● **Data records**:

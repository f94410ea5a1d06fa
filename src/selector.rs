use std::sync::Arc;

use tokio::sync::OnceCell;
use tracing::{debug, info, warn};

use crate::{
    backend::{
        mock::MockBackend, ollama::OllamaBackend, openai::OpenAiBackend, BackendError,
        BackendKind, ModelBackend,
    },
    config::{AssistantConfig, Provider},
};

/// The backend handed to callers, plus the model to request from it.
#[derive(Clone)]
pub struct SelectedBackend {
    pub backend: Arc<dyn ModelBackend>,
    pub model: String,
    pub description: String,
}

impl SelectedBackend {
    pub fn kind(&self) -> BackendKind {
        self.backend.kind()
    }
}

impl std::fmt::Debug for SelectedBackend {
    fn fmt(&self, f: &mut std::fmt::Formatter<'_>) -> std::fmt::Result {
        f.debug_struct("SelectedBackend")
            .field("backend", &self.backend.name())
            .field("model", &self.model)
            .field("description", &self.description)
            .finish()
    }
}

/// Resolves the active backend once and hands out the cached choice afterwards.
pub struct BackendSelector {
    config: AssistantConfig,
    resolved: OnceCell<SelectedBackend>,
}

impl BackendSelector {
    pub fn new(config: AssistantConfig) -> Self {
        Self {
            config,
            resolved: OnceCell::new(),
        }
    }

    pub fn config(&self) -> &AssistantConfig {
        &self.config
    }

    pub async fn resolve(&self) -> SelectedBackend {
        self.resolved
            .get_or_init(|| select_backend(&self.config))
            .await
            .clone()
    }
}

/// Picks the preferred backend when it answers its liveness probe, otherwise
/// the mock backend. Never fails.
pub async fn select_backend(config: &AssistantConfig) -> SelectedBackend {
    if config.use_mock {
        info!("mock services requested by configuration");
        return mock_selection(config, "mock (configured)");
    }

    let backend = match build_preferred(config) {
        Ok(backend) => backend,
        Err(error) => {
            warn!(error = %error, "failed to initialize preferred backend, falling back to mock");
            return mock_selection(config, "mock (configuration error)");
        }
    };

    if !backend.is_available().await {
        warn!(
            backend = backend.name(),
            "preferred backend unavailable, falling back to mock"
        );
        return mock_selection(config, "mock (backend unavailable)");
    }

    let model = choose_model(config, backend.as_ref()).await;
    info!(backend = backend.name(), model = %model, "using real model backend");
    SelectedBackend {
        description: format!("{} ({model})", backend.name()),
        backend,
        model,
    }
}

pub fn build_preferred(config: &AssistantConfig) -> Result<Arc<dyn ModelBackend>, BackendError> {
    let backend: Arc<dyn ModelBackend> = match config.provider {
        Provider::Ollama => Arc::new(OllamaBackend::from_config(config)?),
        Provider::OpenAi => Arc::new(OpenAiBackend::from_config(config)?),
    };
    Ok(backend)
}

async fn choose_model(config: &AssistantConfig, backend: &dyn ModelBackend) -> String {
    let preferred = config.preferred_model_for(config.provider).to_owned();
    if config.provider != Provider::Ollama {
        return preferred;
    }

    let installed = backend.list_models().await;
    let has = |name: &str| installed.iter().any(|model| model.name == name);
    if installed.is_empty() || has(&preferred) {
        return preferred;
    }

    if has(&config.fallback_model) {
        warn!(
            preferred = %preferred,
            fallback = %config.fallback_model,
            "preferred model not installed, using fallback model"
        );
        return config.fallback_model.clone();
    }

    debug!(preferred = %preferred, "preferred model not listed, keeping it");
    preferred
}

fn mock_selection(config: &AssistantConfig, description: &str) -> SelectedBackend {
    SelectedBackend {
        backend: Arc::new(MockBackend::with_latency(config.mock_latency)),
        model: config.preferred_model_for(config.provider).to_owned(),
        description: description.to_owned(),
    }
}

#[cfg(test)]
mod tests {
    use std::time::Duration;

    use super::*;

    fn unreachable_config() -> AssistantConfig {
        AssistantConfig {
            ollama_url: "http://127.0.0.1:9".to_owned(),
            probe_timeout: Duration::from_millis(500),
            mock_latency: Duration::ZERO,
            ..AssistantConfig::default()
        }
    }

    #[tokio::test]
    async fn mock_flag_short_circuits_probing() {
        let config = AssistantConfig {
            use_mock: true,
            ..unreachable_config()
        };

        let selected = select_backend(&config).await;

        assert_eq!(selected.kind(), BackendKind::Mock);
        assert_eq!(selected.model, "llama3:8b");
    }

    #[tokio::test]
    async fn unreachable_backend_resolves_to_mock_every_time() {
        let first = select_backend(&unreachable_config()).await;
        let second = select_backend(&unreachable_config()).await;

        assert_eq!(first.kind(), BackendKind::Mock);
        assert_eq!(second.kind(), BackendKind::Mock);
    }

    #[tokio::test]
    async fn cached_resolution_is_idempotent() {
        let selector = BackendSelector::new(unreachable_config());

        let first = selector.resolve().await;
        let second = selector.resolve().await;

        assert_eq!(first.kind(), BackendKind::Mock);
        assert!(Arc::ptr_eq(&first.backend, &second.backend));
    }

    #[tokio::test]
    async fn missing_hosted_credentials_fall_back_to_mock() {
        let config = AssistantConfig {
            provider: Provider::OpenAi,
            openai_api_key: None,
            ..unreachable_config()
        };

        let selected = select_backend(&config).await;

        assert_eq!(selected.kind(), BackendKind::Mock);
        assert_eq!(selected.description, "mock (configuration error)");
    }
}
...
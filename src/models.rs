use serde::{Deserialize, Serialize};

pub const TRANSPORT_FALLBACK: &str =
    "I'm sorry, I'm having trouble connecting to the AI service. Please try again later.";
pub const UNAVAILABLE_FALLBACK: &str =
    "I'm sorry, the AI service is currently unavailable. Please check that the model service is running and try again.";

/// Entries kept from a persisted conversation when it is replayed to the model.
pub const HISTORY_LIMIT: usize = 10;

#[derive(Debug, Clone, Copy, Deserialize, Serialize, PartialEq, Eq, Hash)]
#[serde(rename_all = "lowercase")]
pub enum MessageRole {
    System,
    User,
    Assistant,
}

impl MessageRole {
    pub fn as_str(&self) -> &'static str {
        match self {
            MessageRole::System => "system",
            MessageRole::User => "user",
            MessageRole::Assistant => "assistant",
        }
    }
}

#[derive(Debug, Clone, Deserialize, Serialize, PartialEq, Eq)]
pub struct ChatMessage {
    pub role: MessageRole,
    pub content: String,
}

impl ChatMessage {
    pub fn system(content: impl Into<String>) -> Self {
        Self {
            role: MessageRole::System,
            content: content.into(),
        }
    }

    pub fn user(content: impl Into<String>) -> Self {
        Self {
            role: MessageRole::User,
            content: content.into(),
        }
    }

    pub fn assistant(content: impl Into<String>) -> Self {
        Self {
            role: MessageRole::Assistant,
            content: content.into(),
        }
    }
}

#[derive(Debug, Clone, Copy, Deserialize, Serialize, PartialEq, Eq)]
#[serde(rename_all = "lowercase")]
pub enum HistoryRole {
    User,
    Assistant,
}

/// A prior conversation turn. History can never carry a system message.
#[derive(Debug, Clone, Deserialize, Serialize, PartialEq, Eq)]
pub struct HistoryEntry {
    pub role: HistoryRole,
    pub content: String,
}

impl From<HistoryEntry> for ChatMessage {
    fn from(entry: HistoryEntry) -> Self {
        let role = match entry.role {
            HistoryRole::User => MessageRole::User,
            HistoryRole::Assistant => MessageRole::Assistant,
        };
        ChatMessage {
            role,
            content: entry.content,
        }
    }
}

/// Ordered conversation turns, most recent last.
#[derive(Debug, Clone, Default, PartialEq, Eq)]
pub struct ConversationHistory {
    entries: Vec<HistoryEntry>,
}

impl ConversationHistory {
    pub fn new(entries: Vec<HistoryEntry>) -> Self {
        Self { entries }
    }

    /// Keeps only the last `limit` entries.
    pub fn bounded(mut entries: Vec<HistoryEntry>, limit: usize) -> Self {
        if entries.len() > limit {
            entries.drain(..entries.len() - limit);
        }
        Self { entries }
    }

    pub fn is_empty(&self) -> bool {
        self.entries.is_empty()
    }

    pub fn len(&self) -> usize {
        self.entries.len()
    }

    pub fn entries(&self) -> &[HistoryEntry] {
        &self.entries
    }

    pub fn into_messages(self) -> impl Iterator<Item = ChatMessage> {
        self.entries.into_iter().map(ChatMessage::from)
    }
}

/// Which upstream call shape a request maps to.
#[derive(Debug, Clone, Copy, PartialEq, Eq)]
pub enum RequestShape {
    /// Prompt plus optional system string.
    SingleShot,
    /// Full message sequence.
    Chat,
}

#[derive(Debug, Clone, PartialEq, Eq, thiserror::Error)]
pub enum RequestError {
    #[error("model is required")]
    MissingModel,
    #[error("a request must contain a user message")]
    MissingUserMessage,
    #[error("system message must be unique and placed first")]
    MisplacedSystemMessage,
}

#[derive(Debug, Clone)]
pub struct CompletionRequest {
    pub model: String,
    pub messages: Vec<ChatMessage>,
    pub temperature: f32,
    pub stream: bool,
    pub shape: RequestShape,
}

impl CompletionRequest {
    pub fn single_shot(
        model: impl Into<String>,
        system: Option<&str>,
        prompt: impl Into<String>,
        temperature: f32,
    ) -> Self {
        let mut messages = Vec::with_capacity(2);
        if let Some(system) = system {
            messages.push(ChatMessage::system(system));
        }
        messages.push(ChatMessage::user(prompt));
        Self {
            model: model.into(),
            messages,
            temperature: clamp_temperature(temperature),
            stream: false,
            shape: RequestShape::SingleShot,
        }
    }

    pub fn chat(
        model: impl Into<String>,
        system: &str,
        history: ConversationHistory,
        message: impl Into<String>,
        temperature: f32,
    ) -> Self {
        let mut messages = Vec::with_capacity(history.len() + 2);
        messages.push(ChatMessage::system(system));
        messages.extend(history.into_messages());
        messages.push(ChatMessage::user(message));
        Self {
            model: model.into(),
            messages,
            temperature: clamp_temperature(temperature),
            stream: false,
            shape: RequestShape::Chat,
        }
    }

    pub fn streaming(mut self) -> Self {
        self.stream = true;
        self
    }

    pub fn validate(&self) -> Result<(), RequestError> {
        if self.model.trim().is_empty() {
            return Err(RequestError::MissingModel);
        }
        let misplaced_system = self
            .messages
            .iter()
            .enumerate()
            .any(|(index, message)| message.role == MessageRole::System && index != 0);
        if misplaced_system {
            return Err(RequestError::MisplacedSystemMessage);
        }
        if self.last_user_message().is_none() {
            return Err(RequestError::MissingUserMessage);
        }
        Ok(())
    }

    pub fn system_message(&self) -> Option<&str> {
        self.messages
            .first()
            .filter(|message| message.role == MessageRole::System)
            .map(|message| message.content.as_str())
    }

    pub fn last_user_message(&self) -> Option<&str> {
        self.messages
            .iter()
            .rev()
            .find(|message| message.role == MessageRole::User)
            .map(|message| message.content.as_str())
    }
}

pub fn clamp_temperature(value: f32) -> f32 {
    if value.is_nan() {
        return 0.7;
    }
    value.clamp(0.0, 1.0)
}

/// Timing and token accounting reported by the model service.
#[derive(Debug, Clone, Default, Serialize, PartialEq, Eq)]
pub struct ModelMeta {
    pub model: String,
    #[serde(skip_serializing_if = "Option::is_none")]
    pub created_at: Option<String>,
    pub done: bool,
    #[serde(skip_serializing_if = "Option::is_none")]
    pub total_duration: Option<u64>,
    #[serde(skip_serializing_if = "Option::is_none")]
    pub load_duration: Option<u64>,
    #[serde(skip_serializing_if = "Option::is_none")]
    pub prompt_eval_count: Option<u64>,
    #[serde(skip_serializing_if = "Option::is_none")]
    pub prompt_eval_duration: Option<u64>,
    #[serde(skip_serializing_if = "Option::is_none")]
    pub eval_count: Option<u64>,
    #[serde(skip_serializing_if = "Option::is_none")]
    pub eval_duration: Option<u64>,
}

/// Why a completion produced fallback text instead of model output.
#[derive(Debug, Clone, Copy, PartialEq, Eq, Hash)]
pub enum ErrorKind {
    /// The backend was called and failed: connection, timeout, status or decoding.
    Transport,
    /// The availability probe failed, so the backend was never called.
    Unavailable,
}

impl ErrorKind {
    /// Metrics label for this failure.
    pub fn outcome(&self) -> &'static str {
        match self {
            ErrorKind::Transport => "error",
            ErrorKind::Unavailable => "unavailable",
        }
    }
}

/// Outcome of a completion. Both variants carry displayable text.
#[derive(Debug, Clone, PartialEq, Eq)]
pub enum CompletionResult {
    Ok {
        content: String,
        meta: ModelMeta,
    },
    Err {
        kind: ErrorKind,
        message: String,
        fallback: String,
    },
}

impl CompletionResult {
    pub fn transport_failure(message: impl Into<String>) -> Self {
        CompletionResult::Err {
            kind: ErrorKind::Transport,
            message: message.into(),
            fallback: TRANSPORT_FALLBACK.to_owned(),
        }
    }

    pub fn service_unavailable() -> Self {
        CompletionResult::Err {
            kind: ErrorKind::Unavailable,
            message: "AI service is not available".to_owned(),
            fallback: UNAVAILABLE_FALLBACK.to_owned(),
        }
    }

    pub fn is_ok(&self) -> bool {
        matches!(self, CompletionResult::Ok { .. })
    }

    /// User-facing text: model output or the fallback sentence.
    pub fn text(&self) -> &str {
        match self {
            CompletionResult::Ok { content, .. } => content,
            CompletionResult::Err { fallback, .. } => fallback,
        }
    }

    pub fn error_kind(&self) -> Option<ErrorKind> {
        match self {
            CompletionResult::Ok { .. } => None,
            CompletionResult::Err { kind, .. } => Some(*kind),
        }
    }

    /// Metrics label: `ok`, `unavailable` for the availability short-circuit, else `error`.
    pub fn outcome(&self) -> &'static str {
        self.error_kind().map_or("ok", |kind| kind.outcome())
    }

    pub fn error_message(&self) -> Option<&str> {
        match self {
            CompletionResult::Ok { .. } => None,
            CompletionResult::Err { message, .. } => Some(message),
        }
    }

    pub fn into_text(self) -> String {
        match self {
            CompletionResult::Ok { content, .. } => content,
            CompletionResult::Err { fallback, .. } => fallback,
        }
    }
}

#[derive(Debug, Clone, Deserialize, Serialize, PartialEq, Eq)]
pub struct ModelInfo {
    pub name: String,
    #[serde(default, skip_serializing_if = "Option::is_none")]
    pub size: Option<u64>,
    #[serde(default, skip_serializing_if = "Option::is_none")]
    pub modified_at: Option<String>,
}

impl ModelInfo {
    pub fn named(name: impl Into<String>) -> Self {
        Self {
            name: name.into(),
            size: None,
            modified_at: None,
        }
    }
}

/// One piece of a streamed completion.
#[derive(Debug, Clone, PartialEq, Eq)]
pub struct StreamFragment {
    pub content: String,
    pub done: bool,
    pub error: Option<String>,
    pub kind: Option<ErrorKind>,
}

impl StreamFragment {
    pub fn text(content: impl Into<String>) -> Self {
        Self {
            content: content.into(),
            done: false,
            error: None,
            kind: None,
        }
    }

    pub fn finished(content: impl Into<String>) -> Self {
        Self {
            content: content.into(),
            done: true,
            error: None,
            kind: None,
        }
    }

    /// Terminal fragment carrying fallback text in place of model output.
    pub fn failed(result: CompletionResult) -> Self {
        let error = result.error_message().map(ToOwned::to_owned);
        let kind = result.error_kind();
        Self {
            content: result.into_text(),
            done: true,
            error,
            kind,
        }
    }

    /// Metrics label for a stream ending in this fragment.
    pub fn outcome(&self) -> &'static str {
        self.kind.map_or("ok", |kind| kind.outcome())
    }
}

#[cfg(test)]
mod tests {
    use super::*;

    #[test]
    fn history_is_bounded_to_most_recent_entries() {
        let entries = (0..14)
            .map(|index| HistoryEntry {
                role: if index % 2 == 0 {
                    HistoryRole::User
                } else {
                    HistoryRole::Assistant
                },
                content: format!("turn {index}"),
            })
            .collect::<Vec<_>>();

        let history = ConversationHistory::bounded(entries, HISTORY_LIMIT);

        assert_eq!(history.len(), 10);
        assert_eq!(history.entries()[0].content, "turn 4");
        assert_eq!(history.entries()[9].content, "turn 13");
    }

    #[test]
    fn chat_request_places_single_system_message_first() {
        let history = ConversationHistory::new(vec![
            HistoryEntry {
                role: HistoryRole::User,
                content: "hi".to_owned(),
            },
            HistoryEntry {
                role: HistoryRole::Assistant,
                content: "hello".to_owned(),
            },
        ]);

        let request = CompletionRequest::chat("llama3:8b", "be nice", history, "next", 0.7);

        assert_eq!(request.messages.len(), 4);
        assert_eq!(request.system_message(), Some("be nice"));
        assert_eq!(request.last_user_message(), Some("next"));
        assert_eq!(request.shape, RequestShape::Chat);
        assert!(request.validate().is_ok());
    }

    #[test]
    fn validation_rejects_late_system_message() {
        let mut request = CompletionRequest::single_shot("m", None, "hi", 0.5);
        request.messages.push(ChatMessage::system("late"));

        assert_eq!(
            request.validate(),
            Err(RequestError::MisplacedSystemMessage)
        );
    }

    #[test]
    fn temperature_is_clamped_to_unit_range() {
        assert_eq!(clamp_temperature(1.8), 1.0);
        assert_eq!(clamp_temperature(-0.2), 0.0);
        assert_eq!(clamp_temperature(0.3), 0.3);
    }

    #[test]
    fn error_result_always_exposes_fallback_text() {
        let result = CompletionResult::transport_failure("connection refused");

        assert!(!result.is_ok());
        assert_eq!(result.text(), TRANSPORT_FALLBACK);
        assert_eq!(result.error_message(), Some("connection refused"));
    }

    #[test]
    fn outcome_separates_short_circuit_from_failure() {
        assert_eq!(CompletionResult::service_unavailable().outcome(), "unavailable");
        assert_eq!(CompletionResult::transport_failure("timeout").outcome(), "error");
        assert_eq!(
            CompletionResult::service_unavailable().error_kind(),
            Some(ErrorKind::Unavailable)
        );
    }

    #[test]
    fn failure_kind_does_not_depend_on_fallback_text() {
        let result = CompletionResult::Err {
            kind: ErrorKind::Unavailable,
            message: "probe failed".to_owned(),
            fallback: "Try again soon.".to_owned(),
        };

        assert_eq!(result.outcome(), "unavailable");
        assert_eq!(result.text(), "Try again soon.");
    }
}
---
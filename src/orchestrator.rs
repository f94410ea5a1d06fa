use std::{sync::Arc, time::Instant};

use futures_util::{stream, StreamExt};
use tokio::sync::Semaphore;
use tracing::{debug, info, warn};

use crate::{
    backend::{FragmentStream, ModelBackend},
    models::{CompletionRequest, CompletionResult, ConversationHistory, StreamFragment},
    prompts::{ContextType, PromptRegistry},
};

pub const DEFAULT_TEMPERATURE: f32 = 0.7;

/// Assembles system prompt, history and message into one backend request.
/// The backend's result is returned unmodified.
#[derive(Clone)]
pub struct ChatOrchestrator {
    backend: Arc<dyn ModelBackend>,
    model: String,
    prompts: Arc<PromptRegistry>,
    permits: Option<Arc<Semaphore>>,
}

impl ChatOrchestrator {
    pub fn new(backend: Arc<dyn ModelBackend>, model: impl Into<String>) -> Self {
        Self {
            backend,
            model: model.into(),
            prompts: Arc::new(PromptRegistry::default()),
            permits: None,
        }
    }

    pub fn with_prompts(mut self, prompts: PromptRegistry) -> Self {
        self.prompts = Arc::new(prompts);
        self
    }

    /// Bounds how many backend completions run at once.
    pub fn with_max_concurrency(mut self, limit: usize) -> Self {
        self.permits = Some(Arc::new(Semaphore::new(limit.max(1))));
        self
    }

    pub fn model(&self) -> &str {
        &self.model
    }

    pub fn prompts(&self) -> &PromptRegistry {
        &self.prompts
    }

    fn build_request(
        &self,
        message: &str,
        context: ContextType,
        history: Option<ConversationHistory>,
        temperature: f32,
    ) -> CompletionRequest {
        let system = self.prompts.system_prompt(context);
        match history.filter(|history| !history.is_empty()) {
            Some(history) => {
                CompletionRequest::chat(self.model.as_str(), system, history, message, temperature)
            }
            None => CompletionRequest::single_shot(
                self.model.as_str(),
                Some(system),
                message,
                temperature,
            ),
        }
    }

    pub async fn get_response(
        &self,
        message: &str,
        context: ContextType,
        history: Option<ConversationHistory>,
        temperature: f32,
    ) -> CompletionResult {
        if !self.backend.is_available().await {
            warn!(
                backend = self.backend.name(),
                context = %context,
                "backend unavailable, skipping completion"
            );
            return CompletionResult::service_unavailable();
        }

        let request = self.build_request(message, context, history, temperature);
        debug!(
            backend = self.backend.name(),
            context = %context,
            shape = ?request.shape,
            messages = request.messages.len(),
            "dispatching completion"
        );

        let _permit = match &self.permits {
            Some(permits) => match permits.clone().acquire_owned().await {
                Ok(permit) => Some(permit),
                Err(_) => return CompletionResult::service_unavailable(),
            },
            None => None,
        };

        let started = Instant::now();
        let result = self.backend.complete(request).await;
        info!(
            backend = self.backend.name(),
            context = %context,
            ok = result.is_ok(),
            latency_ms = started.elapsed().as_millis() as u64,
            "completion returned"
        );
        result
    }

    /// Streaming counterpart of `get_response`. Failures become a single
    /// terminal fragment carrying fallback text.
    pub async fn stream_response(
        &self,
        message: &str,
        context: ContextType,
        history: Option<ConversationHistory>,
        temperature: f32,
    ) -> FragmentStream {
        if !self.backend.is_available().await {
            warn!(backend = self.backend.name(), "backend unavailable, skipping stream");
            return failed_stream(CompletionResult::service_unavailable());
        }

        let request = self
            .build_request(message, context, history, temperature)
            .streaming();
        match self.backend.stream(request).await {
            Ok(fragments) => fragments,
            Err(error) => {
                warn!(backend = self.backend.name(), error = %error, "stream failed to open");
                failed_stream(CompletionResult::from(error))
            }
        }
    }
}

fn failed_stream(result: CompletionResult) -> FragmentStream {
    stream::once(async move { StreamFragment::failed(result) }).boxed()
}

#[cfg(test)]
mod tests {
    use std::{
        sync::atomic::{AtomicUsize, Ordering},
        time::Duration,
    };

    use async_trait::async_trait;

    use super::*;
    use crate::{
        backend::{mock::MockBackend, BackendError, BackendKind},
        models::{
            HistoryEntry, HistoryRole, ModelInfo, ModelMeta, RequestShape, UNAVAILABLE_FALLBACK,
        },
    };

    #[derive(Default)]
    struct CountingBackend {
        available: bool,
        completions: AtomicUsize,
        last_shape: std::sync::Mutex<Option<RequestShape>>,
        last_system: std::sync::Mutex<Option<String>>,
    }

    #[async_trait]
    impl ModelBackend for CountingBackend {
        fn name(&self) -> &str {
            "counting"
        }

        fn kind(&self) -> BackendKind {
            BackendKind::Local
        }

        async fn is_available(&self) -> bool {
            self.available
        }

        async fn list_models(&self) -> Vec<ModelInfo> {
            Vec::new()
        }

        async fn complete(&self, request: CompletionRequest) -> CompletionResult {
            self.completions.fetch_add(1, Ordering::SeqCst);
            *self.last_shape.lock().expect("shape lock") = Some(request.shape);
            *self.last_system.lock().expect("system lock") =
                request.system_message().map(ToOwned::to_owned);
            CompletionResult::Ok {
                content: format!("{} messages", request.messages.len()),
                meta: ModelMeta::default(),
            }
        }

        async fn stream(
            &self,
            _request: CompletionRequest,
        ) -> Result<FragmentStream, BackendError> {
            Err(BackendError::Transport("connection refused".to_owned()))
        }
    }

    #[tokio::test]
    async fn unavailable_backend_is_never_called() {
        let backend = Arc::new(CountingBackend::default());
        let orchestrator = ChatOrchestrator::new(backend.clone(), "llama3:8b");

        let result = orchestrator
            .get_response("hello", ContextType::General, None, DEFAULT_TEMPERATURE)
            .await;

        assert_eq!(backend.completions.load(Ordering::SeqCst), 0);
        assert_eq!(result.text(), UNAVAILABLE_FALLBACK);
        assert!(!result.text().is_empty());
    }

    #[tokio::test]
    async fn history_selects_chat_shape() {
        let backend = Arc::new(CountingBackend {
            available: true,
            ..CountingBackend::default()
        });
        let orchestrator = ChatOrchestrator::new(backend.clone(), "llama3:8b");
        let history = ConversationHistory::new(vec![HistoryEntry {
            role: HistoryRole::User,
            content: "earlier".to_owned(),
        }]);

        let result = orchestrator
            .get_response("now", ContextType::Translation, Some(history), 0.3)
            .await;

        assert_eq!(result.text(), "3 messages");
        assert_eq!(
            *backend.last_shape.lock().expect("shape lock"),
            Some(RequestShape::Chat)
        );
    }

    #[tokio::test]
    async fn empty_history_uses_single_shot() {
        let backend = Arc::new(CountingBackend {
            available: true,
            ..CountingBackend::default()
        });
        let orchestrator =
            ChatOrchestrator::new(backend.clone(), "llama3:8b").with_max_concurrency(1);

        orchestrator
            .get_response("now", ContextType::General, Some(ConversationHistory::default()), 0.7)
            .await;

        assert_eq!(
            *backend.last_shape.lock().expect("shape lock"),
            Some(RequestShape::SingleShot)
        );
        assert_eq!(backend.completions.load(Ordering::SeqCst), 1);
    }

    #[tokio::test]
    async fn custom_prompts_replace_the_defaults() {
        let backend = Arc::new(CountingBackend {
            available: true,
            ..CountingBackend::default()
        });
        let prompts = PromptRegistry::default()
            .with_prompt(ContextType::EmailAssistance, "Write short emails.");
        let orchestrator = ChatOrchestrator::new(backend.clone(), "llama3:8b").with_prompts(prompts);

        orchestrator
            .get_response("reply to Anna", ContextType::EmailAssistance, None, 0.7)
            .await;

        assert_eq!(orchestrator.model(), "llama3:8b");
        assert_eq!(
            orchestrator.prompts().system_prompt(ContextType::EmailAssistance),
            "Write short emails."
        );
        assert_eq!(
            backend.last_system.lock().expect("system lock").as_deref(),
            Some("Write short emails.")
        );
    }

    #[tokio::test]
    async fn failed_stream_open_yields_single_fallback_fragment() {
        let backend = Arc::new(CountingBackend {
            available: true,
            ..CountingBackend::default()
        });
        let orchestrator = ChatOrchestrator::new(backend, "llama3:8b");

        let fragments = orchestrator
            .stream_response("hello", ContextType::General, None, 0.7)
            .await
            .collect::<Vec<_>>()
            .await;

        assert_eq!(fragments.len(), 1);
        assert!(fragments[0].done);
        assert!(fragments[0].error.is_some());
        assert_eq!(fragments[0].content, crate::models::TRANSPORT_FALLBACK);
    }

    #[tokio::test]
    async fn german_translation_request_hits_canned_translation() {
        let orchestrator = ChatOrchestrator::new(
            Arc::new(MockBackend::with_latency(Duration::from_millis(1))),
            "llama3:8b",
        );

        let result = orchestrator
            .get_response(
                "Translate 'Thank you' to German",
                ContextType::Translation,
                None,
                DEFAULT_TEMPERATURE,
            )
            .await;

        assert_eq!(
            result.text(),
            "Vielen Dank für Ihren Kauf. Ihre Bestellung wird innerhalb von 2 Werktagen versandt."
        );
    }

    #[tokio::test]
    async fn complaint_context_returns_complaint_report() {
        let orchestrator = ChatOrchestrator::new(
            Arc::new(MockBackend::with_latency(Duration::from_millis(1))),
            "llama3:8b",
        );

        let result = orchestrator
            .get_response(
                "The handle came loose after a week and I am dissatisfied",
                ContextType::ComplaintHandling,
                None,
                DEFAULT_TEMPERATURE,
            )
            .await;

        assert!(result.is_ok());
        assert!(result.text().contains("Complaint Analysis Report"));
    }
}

● **Task objective**: What lines above contain the word "falling"? Please copy each one.

● **The completed task**:
            warn!(error = %error, "failed to initialize preferred backend, falling back to mock");
            "preferred backend unavailable, falling back to mock"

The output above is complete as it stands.